Behavior bug (incorrect runtime state without crash)

Beta release blocker

No

Summary

Context-engine / LCM maintenance can leave deferred compaction debt stranded in at least two ways:

  1. A bootstrap/reconcile path can import missing tail messages, create deferred compaction debt, and then immediately block debt execution because the host runtime is still in foreground mode.
  2. A hot-cache path can record deferred compaction debt even after rawTokensOutsideTail crosses the configured leaf threshold, but maintenance later skips compaction with reason=hot-cache-budget-headroom / deferred compaction still needed, leaving the debt in place.

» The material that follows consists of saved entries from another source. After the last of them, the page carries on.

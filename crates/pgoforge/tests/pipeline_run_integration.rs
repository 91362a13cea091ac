use std::collections::BTreeMap;
use std::fs;
use std::path::{Path, PathBuf};
use std::sync::{Arc, Mutex};

use pgoforge::ErrorKind;
use pgoforge::builder::{BuildOutput, BuildRequest, ExternalBuilder};
use pgoforge::config::ConfigDoc;
use pgoforge::executor::{ExecCtx, StdoutSink};
use pgoforge::gate::{AssumeYes, Decline};

const PKGBUILD: &str = r#"
pkgbase=linux-pgo
pkgver=6.12.1
: "${_cpusched:=eevdf}"
: "${_HZ_ticks:=300}"
: "${_tickrate:=idle}"
: "${_preempt:=voluntary}"
: "${_hugepage:=madvise}"
: "${_build_debug:=no}"
: "${_autofdo:=no}"
: "${_propeller:=no}"

source=(
  "linux-${pkgver}.tar.xz"
  "config"
)
sha256sums=('aaa' 'bbb')

if [[ -n "$_autofdo_profile_name" ]]; then
  source+=("$_autofdo_profile_name")
  sha256sums+=('SKIP')
fi

build() {
  make -j"$(nproc)"
}
"#;

/// Writes a package into the work dir and remembers the environment it got.
#[derive(Default)]
struct FakeBuilder {
    env: Mutex<Option<BTreeMap<String, String>>>,
}

impl ExternalBuilder for FakeBuilder {
    fn build(&self, req: &BuildRequest, ctx: &ExecCtx) -> pgoforge::Result<BuildOutput> {
        if let Ok(mut g) = self.env.lock() {
            *g = Some(req.env.clone());
        }
        let pkg = req.work_dir.join("linux-pgo-6.12.1-1-x86_64.pkg.tar.zst");
        fs::write(&pkg, b"package").unwrap();
        ctx.log("fake build done");
        Ok(BuildOutput {
            artifacts: vec![pkg],
        })
    }
}

struct Fixture {
    _tmp: tempfile::TempDir,
    root: PathBuf,
    build_file: PathBuf,
}

fn fixture(pkgbuild: &str, extra: &str) -> Fixture {
    let tmp = tempfile::tempdir().expect("tempdir");
    let root = tmp.path().to_path_buf();
    fs::create_dir_all(root.join("linux-pgo")).unwrap();
    fs::write(root.join("linux-pgo/PKGBUILD"), pkgbuild).unwrap();
    fs::write(root.join("kernel.afdo"), b"profile").unwrap();

    let build_file = root.join("server.toml");
    let raw = format!(
        r#"
[workspace]
root_dir = "{}"
build_dir = "build"
out_dir = "out"

[kernel]
descriptor = "linux-pgo/PKGBUILD"
evaluator = "static"
allow_root = true
min_free_gib = 0
{extra}
"#,
        root.display()
    );
    fs::write(&build_file, raw).unwrap();
    Fixture {
        _tmp: tmp,
        root,
        build_file,
    }
}

fn run(doc: &ConfigDoc, ctx: &mut ExecCtx) -> pgoforge::Result<()> {
    let plan = pgoforge::modules::plan_for(doc)?;
    let reg = pgoforge::executor::builtin_registry()?;
    pgoforge::executor::execute_plan(doc, &plan, &reg, ctx)
}

fn sink(fx: &Fixture) -> Arc<StdoutSink> {
    Arc::new(StdoutSink::with_error_logs_root(fx.root.join("error-logs")))
}

fn exec_ctx(fx: &Fixture, dry_run: bool, builder: Arc<FakeBuilder>) -> ExecCtx {
    ExecCtx::new(dry_run, sink(fx))
        .with_gate(Arc::new(AssumeYes))
        .with_builder(builder)
}

fn load(path: &Path) -> ConfigDoc {
    pgoforge::config::load(path).expect("load config")
}

#[test]
fn autofdo_build_collects_packages_and_report() {
    let fx = fixture(PKGBUILD, "\n[kernel.profiles]\nautofdo = \"kernel.afdo\"\n");
    let doc = load(&fx.build_file);
    let builder = Arc::new(FakeBuilder::default());
    let mut ctx = exec_ctx(&fx, false, builder.clone());
    run(&doc, &mut ctx).expect("pipeline");

    let env = builder.env.lock().unwrap().clone().expect("builder ran");
    assert_eq!(env.get("_autofdo").map(String::as_str), Some("yes"));
    assert_eq!(env.get("_build_debug").map(String::as_str), Some("yes"));
    assert_eq!(env.get("_cpusched").map(String::as_str), Some("bore"));
    assert_eq!(
        env.get("_autofdo_profile_name").map(PathBuf::from),
        Some(fx.root.join("kernel.afdo"))
    );

    let out = fx.root.join("out/server");
    assert!(out.join("packages/linux-pgo-6.12.1-1-x86_64.pkg.tar.zst").is_file());

    let report: serde_json::Value =
        serde_json::from_str(&fs::read_to_string(out.join("build-report.json")).unwrap()).unwrap();
    assert_eq!(report["plan"]["mode"], "autofdo-optimized");
    assert_eq!(report["artifacts"][0]["size"], 7);
    assert_eq!(report["artifacts"][0]["sha256"].as_str().map(str::len), Some(64));
    assert_eq!(report["verification"]["evaluator"], "static");
}

#[test]
fn dry_run_builds_nothing() {
    let fx = fixture(PKGBUILD, "");
    let doc = load(&fx.build_file);
    let builder = Arc::new(FakeBuilder::default());
    let mut ctx = exec_ctx(&fx, true, builder.clone());
    run(&doc, &mut ctx).expect("dry run");

    assert!(builder.env.lock().unwrap().is_none());
    assert!(!fx.root.join("out").exists());
    assert!(!fx.root.join("build").exists());
    // Decision tasks still ran.
    assert!(ctx.build_plan().is_some());
    assert!(ctx.verification().is_some());
}

#[test]
fn declined_confirmation_cancels_before_build() {
    let fx = fixture(PKGBUILD, "");
    let doc = load(&fx.build_file);
    let builder = Arc::new(FakeBuilder::default());
    let mut ctx = ExecCtx::new(false, sink(&fx))
        .with_gate(Arc::new(Decline))
        .with_builder(builder.clone());

    let err = run(&doc, &mut ctx).unwrap_err();
    assert!(err.is_cancelled());
    assert_eq!(err.kind().exit_code(), 0);
    assert!(builder.env.lock().unwrap().is_none());
    assert!(ctx.verification().is_none());
}

#[test]
fn lone_propeller_profile_fails_before_any_work() {
    let fx = fixture(
        PKGBUILD,
        "\n[kernel.profiles]\nautofdo = \"kernel.afdo\"\npropeller_cc = \"kernel.afdo\"\n",
    );
    let doc = load(&fx.build_file);
    let builder = Arc::new(FakeBuilder::default());
    let mut ctx = exec_ctx(&fx, false, builder.clone());

    let err = run(&doc, &mut ctx).unwrap_err();
    assert_eq!(err.kind(), ErrorKind::InvalidProfileCombination);
    assert_eq!(err.kind().exit_code(), 2);
    assert!(builder.env.lock().unwrap().is_none());
}

#[test]
fn checksum_count_mismatch_stops_the_build() {
    let broken = PKGBUILD.replace("sha256sums=('aaa' 'bbb')", "sha256sums=('aaa')");
    let fx = fixture(&broken, "");
    let doc = load(&fx.build_file);
    let builder = Arc::new(FakeBuilder::default());
    let mut ctx = exec_ctx(&fx, false, builder.clone());

    let err = run(&doc, &mut ctx).unwrap_err();
    assert_eq!(err.kind(), ErrorKind::StructuralMismatch);
    assert_eq!(err.kind().exit_code(), 3);
    assert!(err.to_string().contains("kernel.validate"), "{err}");
    assert!(builder.env.lock().unwrap().is_none());
}

#[test]
fn hard_coded_scheduler_is_a_mismatch() {
    let pinned = PKGBUILD.replace(": \"${_cpusched:=eevdf}\"", "_cpusched=eevdf");

    let fx = fixture(&pinned, "");
    let doc = load(&fx.build_file);
    let mut ctx = exec_ctx(&fx, false, Arc::new(FakeBuilder::default()));
    run(&doc, &mut ctx).expect("mismatch only warns by default");
    let report = ctx.verification().expect("report");
    let m: Vec<_> = report.mismatches().map(|o| o.variable.clone()).collect();
    assert_eq!(m, ["_cpusched"]);

    let fx = fixture(&pinned, "fail_on_mismatch = true\n");
    let doc = load(&fx.build_file);
    let builder = Arc::new(FakeBuilder::default());
    let mut ctx = exec_ctx(&fx, false, builder.clone());
    let err = run(&doc, &mut ctx).unwrap_err();
    assert_eq!(err.kind(), ErrorKind::OverrideMismatch);
    assert_eq!(err.kind().exit_code(), 6);
    assert!(builder.env.lock().unwrap().is_none());
}

#[test]
fn missing_profile_file_is_a_precondition_failure() {
    let fx = fixture(PKGBUILD, "\n[kernel.profiles]\nautofdo = \"missing.afdo\"\n");
    let doc = load(&fx.build_file);
    let mut ctx = exec_ctx(&fx, false, Arc::new(FakeBuilder::default()));

    let err = run(&doc, &mut ctx).unwrap_err();
    assert_eq!(err.kind(), ErrorKind::PreconditionFailure);
    assert!(err.to_string().contains("missing.afdo"), "{err}");
    assert!(!fx.root.join("build").exists());
}

#[test]
fn overlay_is_written_next_to_descriptor() {
    let fx = fixture(
        PKGBUILD,
        "\n[overlay]\nmodules_file = \"mods.txt\"\nvariant_dir = \"server\"\n",
    );
    fs::write(fx.root.join("mods.txt"), "nvme 1 0 - Live 0x0\nsnd_hda_intel\n").unwrap();
    fs::create_dir(fx.root.join("linux-pgo/server")).unwrap();
    let doc = load(&fx.build_file);
    let builder = Arc::new(FakeBuilder::default());
    let mut ctx = exec_ctx(&fx, false, builder.clone());
    run(&doc, &mut ctx).expect("pipeline");

    let overlay = fs::read_to_string(fx.root.join("linux-pgo/server/modules.config")).unwrap();
    assert!(overlay.contains("CONFIG_BLK_DEV_NVME=y"));
    assert!(overlay.contains("#   snd_hda_intel"));

    let env = builder.env.lock().unwrap().clone().expect("builder ran");
    assert_eq!(env.get("_module_overlay").map(String::as_str), Some("yes"));
}
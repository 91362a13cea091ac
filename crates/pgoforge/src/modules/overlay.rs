use std::fs;
use std::io::{self, BufReader};
use std::path::PathBuf;

use serde::Deserialize;

use pgoforge_macros::{Module, Task};

use crate::classify::{self, ClassificationResult, ModuleCategory};
use crate::config::ConfigDoc;
use crate::executor::ExecCtx;
use crate::{Error, Result};

fn default_true() -> bool {
    true
}

fn default_file_name() -> String {
    "modules.config".into()
}

const PROC_MODULES: &str = "/proc/modules";

#[derive(Debug, Clone, Deserialize)]
#[serde(default)]
pub struct OverlayConfig {
    #[serde(default = "default_true")]
    pub enabled: bool,
    /// `-` reads stdin; unset reads the running kernel's module list.
    pub modules_file: Option<String>,
    /// Defaults to the kernel descriptor's directory, else the workspace root.
    pub base_dir: Option<String>,
    pub variant_dir: Option<String>,
    #[serde(default = "default_file_name")]
    pub file_name: String,
}

impl Default for OverlayConfig {
    fn default() -> Self {
        Self {
            enabled: true,
            modules_file: None,
            base_dir: None,
            variant_dir: None,
            file_name: default_file_name(),
        }
    }
}

/// `Some(enabled)` when the definition has an `[overlay]` table.
pub fn overlay_flag(doc: &ConfigDoc) -> Result<Option<bool>> {
    if !doc.has_table_path("overlay") {
        return Ok(None);
    }
    let cfg: OverlayConfig = doc.deserialize_path("overlay")?.unwrap_or_default();
    Ok(Some(cfg.enabled))
}

/// Reads the module list `cfg` points at.
pub fn load_module_list(cfg: &OverlayConfig, base: &std::path::Path) -> Result<Vec<String>> {
    match cfg.modules_file.as_deref().map(str::trim) {
        Some("-") => classify::read_module_list(io::stdin().lock()),
        Some(p) if !p.is_empty() => {
            let path = base.join(p);
            let f = fs::File::open(&path).map_err(|e| {
                Error::msg(format!("failed to open module list {}: {e}", path.display()))
            })?;
            classify::read_module_list(BufReader::new(f))
        }
        _ => {
            let f = fs::File::open(PROC_MODULES)
                .map_err(|e| Error::msg(format!("failed to open {PROC_MODULES}: {e}")))?;
            classify::read_module_list(BufReader::new(f))
        }
    }
}

/// Directory the overlay is written under, before the variant subdirectory.
pub fn overlay_base_dir(doc: &ConfigDoc, ctx: &ExecCtx, cfg: &OverlayConfig) -> Result<PathBuf> {
    let ws = match ctx.workspace_paths() {
        Some(ws) => ws,
        None => {
            let ws_cfg: crate::workspace::WorkspaceConfig =
                doc.deserialize_path("workspace")?.unwrap_or_default();
            crate::workspace::load_paths(&ws_cfg, &doc.base_dir())?
        }
    };
    if let Some(b) = cfg.base_dir.as_deref().filter(|b| !b.trim().is_empty()) {
        return ws.resolve_config_path(b);
    }
    if doc.has_table_path("kernel") {
        let inputs = crate::modules::kernel::KernelInputs::load(doc, ws.clone())?;
        if let Some(dir) = inputs.descriptor.parent() {
            return Ok(dir.to_path_buf());
        }
    }
    Ok(ws.root)
}

fn log_counts(ctx: &ExecCtx, result: &ClassificationResult) {
    for c in ModuleCategory::LOOKUP_ORDER {
        let n = result.bucket(c).len();
        if n > 0 {
            ctx.log(&format!("{:<16} {n}", c.label()));
        }
    }
}

#[Task(
    id = "overlay.classify",
    module = "overlay",
    phase = "classify",
    after = ["core.init"],
    provides = ["overlay:written"],
    default_label = "Classify loaded modules"
)]
#[derive(Debug, Clone, Deserialize)]
#[serde(default)]
pub struct ClassifyTask {
    #[serde(default = "default_true")]
    pub enabled: bool,
    pub label: Option<String>,
}

impl Default for ClassifyTask {
    fn default() -> Self {
        Self {
            enabled: true,
            label: None,
        }
    }
}

impl ClassifyTask {
    pub fn run(_cfg: &Self, doc: &ConfigDoc, ctx: &mut ExecCtx) -> Result<()> {
        let cfg: OverlayConfig = doc.deserialize_path("overlay")?.unwrap_or_default();
        let base = overlay_base_dir(doc, ctx, &cfg)?;
        let modules = load_module_list(&cfg, &doc.base_dir())?;
        let result = classify::classify(&modules);
        log_counts(ctx, &result);

        let rendered = classify::render(&result);
        let path =
            classify::resolve_overlay_path(&base, cfg.variant_dir.as_deref(), &cfg.file_name);
        if ctx.dry_run {
            ctx.log(&format!("DRY-RUN: would write {}", path.display()));
            for line in rendered.lines() {
                ctx.log(line);
            }
            return Ok(());
        }
        classify::write_overlay(&path, &rendered)?;
        ctx.log(&format!(
            "wrote {} ({} module(s))",
            path.display(),
            result.total()
        ));
        Ok(())
    }
}

#[Module(id = "overlay", config = OverlayConfig, tasks = [ClassifyTask])]
pub struct OverlayModule;

#[cfg(test)]
mod tests {
    use super::*;

    #[test]
    fn overlay_flag_follows_table_presence() {
        let none = ConfigDoc::from_toml("/d/b.toml", "[kernel]\n").expect("doc");
        assert_eq!(overlay_flag(&none).expect("flag"), None);

        let off = ConfigDoc::from_toml("/d/b.toml", "[overlay]\nenabled = false\n").expect("doc");
        assert_eq!(overlay_flag(&off).expect("flag"), Some(false));

        let on = ConfigDoc::from_toml("/d/b.toml", "[overlay]\n").expect("doc");
        assert_eq!(overlay_flag(&on).expect("flag"), Some(true));
    }

    #[test]
    fn module_list_file_is_relative_to_definition() {
        let tmp = tempfile::tempdir().expect("tempdir");
        fs::write(tmp.path().join("mods.txt"), "nvme\nzstd\n").expect("write");
        let cfg = OverlayConfig {
            modules_file: Some("mods.txt".into()),
            ..OverlayConfig::default()
        };
        assert_eq!(
            load_module_list(&cfg, tmp.path()).expect("list"),
            ["nvme", "zstd"]
        );
    }
}
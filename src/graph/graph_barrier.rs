use super::*;

#[derive(Copy, Clone, Debug, PartialEq, Eq, Hash)]
pub enum RenderGraphResourceKind {
    Image,
    Buffer,
}

#[derive(Copy, Clone, Debug, PartialEq, Eq, Hash)]
pub enum RenderGraphAccessType {
    Read,
    Write,
    ReadWrite,
}

/// Coarse pipeline domain. The planner always emits `Any`; backends refine or
/// ignore it when lowering.
#[derive(Copy, Clone, Debug, PartialEq, Eq, Hash)]
pub enum RenderGraphPipelineDomain {
    Any,
    Graphics,
    Compute,
    Copy,
}

#[derive(Copy, Clone, Debug, PartialEq, Eq, Hash)]
pub enum RenderGraphBarrierType {
    /// Resource state/usage changed between consecutive uses of a physical
    /// slot (Vk layout transition + barrier, D3D12 state transition, ...)
    Transition,
    /// Write -> read/write hazard on a storage resource
    Uav,
    /// A physical slot changed logical occupants; the new occupant's first
    /// use must wait for the previous one's last
    Aliasing,
}

/// One API-agnostic synchronization directive, bound to the consumer pass.
///
/// `logical` and `prev_logical` are raw handle indices; interpret them as
/// `RenderGraphImageId` or `RenderGraphBufferId` according to `kind`.
/// `physical` is likewise a `PhysicalImageId`/`PhysicalBufferId` index into
/// the allocation tables handed to the backend - not an API object handle.
#[derive(Copy, Clone, Debug, PartialEq, Eq)]
pub struct RenderGraphBarrierOp {
    pub barrier_type: RenderGraphBarrierType,
    pub kind: RenderGraphResourceKind,
    pub logical: u32,
    pub physical: u32,
    pub src_domain: RenderGraphPipelineDomain,
    pub dst_domain: RenderGraphPipelineDomain,
    pub src_access: RenderGraphAccessType,
    pub dst_access: RenderGraphAccessType,
    /// Image or buffer usage bits, per `kind`
    pub src_usage_bits: u32,
    pub dst_usage_bits: u32,
    /// For aliasing ops: the logical resource that previously occupied
    /// `physical`
    pub prev_logical: u32,
}

impl Default for RenderGraphBarrierOp {
    fn default() -> Self {
        RenderGraphBarrierOp {
            barrier_type: RenderGraphBarrierType::Transition,
            kind: RenderGraphResourceKind::Image,
            logical: 0,
            physical: 0,
            src_domain: RenderGraphPipelineDomain::Any,
            dst_domain: RenderGraphPipelineDomain::Any,
            src_access: RenderGraphAccessType::Read,
            dst_access: RenderGraphAccessType::Read,
            src_usage_bits: 0,
            dst_usage_bits: 0,
            prev_logical: 0,
        }
    }
}

/// The compiled barrier plan: per-pass op ranges in CSR form over parallel
/// per-field columns. For pass `p`, ops occupy
/// `[pass_begins[p], pass_begins[p] + pass_lengths[p])`. Culled passes have
/// empty ranges. This layout is the data contract consumed by backends.
#[derive(Default, Debug)]
pub struct RenderGraphBarrierPlan {
    /// len = pass_count + 1
    pub pass_begins: Vec<u32>,
    /// len = pass_count
    pub pass_lengths: Vec<u32>,

    pub barrier_types: Vec<RenderGraphBarrierType>,
    pub kinds: Vec<RenderGraphResourceKind>,
    pub logicals: Vec<u32>,
    pub physicals: Vec<u32>,
    pub src_domains: Vec<RenderGraphPipelineDomain>,
    pub dst_domains: Vec<RenderGraphPipelineDomain>,
    pub src_accesses: Vec<RenderGraphAccessType>,
    pub dst_accesses: Vec<RenderGraphAccessType>,
    pub src_usage_bits: Vec<u32>,
    pub dst_usage_bits: Vec<u32>,
    pub prev_logicals: Vec<u32>,
}

impl RenderGraphBarrierPlan {
    pub(super) fn push_op(
        &mut self,
        op: &RenderGraphBarrierOp,
    ) {
        self.barrier_types.push(op.barrier_type);
        self.kinds.push(op.kind);
        self.logicals.push(op.logical);
        self.physicals.push(op.physical);
        self.src_domains.push(op.src_domain);
        self.dst_domains.push(op.dst_domain);
        self.src_accesses.push(op.src_access);
        self.dst_accesses.push(op.dst_access);
        self.src_usage_bits.push(op.src_usage_bits);
        self.dst_usage_bits.push(op.dst_usage_bits);
        self.prev_logicals.push(op.prev_logical);
    }

    pub fn op_count(&self) -> usize {
        self.barrier_types.len()
    }

    /// Column index range holding this pass's ops
    pub fn pass_range(
        &self,
        pass: RenderGraphPassId,
    ) -> std::ops::Range<usize> {
        let begin = self.pass_begins[pass.index()] as usize;
        let length = self.pass_lengths[pass.index()] as usize;
        begin..begin + length
    }

    /// Reassembles one op from the columns
    pub fn op(
        &self,
        index: usize,
    ) -> RenderGraphBarrierOp {
        RenderGraphBarrierOp {
            barrier_type: self.barrier_types[index],
            kind: self.kinds[index],
            logical: self.logicals[index],
            physical: self.physicals[index],
            src_domain: self.src_domains[index],
            dst_domain: self.dst_domains[index],
            src_access: self.src_accesses[index],
            dst_access: self.dst_accesses[index],
            src_usage_bits: self.src_usage_bits[index],
            dst_usage_bits: self.dst_usage_bits[index],
            prev_logical: self.prev_logicals[index],
        }
    }

    pub fn pass_ops(
        &self,
        pass: RenderGraphPassId,
    ) -> impl Iterator<Item = RenderGraphBarrierOp> + '_ {
        self.pass_range(pass).map(move |i| self.op(i))
    }
}
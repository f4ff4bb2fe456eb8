use super::RenderGraphPassId;

/// An ID for a buffer declared within the graph. Dense; assigned in creation
/// order, independent of the image handle space.
#[derive(Clone, Copy, PartialEq, Eq, Hash, Debug)]
pub struct RenderGraphBufferId(pub(super) u32);

impl RenderGraphBufferId {
    pub fn index(self) -> usize {
        self.0 as usize
    }
}

/// An ID for a buffer allocation slot (possibly shared by multiple logical
/// buffers whose lifetimes don't overlap)
#[derive(Copy, Clone, Debug, PartialEq, Eq, Hash)]
pub struct PhysicalBufferId(pub(super) u32);

impl PhysicalBufferId {
    pub(super) const INVALID: PhysicalBufferId = PhysicalBufferId(u32::MAX);

    pub fn index(self) -> usize {
        self.0 as usize
    }

    pub fn is_valid(self) -> bool {
        self != PhysicalBufferId::INVALID
    }
}

/// Unique ID for a particular version of a buffer, packed as
/// `(version << 32) | buffer`. Semantic identifier only - unpack before
/// indexing any table.
#[derive(Clone, Copy, PartialEq, Eq, Hash, Debug)]
pub struct RenderGraphBufferVersionId(pub(super) u64);

impl RenderGraphBufferVersionId {
    pub(super) const INVALID: RenderGraphBufferVersionId = RenderGraphBufferVersionId(u64::MAX);

    pub(super) fn new(
        buffer: RenderGraphBufferId,
        version: u32,
    ) -> Self {
        RenderGraphBufferVersionId(((version as u64) << 32) | buffer.0 as u64)
    }

    pub fn buffer(self) -> RenderGraphBufferId {
        RenderGraphBufferId(self.0 as u32)
    }

    pub fn version(self) -> u32 {
        (self.0 >> 32) as u32
    }

    pub fn is_invalid(self) -> bool {
        self == RenderGraphBufferVersionId::INVALID
    }
}

bitflags::bitflags! {
    #[derive(Default)]
    pub struct RenderGraphBufferUsageFlags: u32 {
        const TRANSFER_SRC = 1<<0;
        const TRANSFER_DST = 1<<1;
        const UNIFORM_BUFFER = 1<<2;
        const STORAGE_BUFFER = 1<<3;
        const INDEX_BUFFER = 1<<4;
        const VERTEX_BUFFER = 1<<5;
        const INDIRECT_BUFFER = 1<<6;
    }
}

/// Everything needed to declare a buffer in the graph
#[derive(Clone, Debug, Default)]
pub struct RenderGraphBufferDef {
    pub name: String,
    pub size: u64,
    pub usage_flags: RenderGraphBufferUsageFlags,
    pub imported: bool,
}

/// Column-oriented storage for all buffer declarations, indexed by
/// `RenderGraphBufferId`
#[derive(Default, Debug)]
pub struct RenderGraphBufferTable {
    pub(super) names: Vec<String>,
    pub(super) sizes: Vec<u64>,
    pub(super) usage_flags: Vec<RenderGraphBufferUsageFlags>,
    pub(super) is_imported: Vec<bool>,
    pub(super) is_transient: Vec<bool>,
}

impl RenderGraphBufferTable {
    pub(super) fn add(
        &mut self,
        def: RenderGraphBufferDef,
    ) -> RenderGraphBufferId {
        let id = RenderGraphBufferId(self.names.len() as u32);
        self.names.push(def.name);
        self.sizes.push(def.size);
        self.usage_flags.push(def.usage_flags);
        self.is_imported.push(def.imported);
        self.is_transient.push(!def.imported);
        id
    }

    pub fn len(&self) -> usize {
        self.names.len()
    }

    pub fn is_empty(&self) -> bool {
        self.names.is_empty()
    }

    pub(super) fn contains(
        &self,
        buffer: RenderGraphBufferId,
    ) -> bool {
        buffer.index() < self.names.len()
    }

    pub fn name(
        &self,
        buffer: RenderGraphBufferId,
    ) -> &str {
        &self.names[buffer.index()]
    }

    pub fn imported(
        &self,
        buffer: RenderGraphBufferId,
    ) -> bool {
        self.is_imported[buffer.index()]
    }

    pub fn transient(
        &self,
        buffer: RenderGraphBufferId,
    ) -> bool {
        self.is_transient[buffer.index()]
    }

    pub(super) fn is_compatible(
        &self,
        a: RenderGraphBufferId,
        b: RenderGraphBufferId,
    ) -> bool {
        if !self.contains(a) || !self.contains(b) {
            return false;
        }

        self.sizes[a.index()] == self.sizes[b.index()]
            && self.usage_flags[a.index()] == self.usage_flags[b.index()]
    }

    pub(super) fn clear(&mut self) {
        self.names.clear();
        self.sizes.clear();
        self.usage_flags.clear();
        self.is_imported.clear();
        self.is_transient.clear();
    }
}

/// Version -> producer lookup for buffers; same flat layout as the image
/// producer table
#[derive(Default, Debug)]
pub struct BufferProducerTable {
    pub(super) version_offsets: Vec<u32>,
    pub(super) version_producers: Vec<RenderGraphPassId>,
    pub(super) latest: Vec<RenderGraphBufferVersionId>,
}

impl BufferProducerTable {
    pub fn producer(
        &self,
        version_id: RenderGraphBufferVersionId,
    ) -> RenderGraphPassId {
        if version_id.is_invalid() {
            return RenderGraphPassId::INVALID;
        }

        let buffer = version_id.buffer().index();
        if buffer + 1 >= self.version_offsets.len() {
            return RenderGraphPassId::INVALID;
        }

        let base = self.version_offsets[buffer];
        let end = self.version_offsets[buffer + 1];
        let idx = base + version_id.version();
        if idx >= end {
            return RenderGraphPassId::INVALID;
        }

        self.version_producers[idx as usize]
    }

    pub fn latest_version(
        &self,
        buffer: RenderGraphBufferId,
    ) -> RenderGraphBufferVersionId {
        if buffer.index() < self.latest.len() {
            self.latest[buffer.index()]
        } else {
            RenderGraphBufferVersionId::INVALID
        }
    }

    pub fn version_count(
        &self,
        buffer: RenderGraphBufferId,
    ) -> u32 {
        if buffer.index() + 1 >= self.version_offsets.len() {
            return 0;
        }
        self.version_offsets[buffer.index() + 1] - self.version_offsets[buffer.index()]
    }
}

These look related to maintenance scheduling and policy, but they may be two distinct bugs.

Expected behavior

  • If bootstrap/reconcile imports messages and pushes rawTokensOutsideTail past the leaf trigger, the runtime should schedule or run a valid background follow-up that is allowed to consume deferred compaction debt.
  • If deferred compaction debt is recorded for a session, maintenance should either pay that debt down promptly or make it clear that policy intentionally superseded the debt.
  • Crossing the leaf trigger should not leave a session in a repeated still needed state without a subsequent successful compaction path.

Actual behavior

Case 1: bootstrap/reconcile creates debt that cannot execute

Observed on April 16, 2026 in a user-facing session:

  • 08:38:12 EDT: deferred compaction worked normally
    • compactLeafAsync start
    • LCM compaction leaf pass (normal): 112071 -> 76263
    • maintain: deferred compaction completed ... reason=compacted
  • 08:41:33 EDT: bootstrap slow-path reconcile imported missing tail messages
    • reconcileSessionTail ... missingTail=12 importedMessages=12
    • then immediately:
      • maintain: deferred compaction debt pending ... but host runtimeContext.allowDeferredCompactionExecution is disabled
      • rawTokensOutsideTail=60243
      • later 60887, 62169, 62438
      • maintain: deferred compaction skipped ... reason=deferred compaction still needed

I traced the current main code and found that background deferral only happens for reason === "turn", while allowDeferredCompactionExecution is only true when executionMode === "background":

  • src/agents/pi-embedded-runner/context-engine-maintenance.ts
    • const executionMode = params.executionMode ?? "foreground";
    • const shouldDefer = params.reason === "turn" && ... turnMaintenanceMode === "background";
    • allowDeferredCompactionExecution: params.executionMode === "background"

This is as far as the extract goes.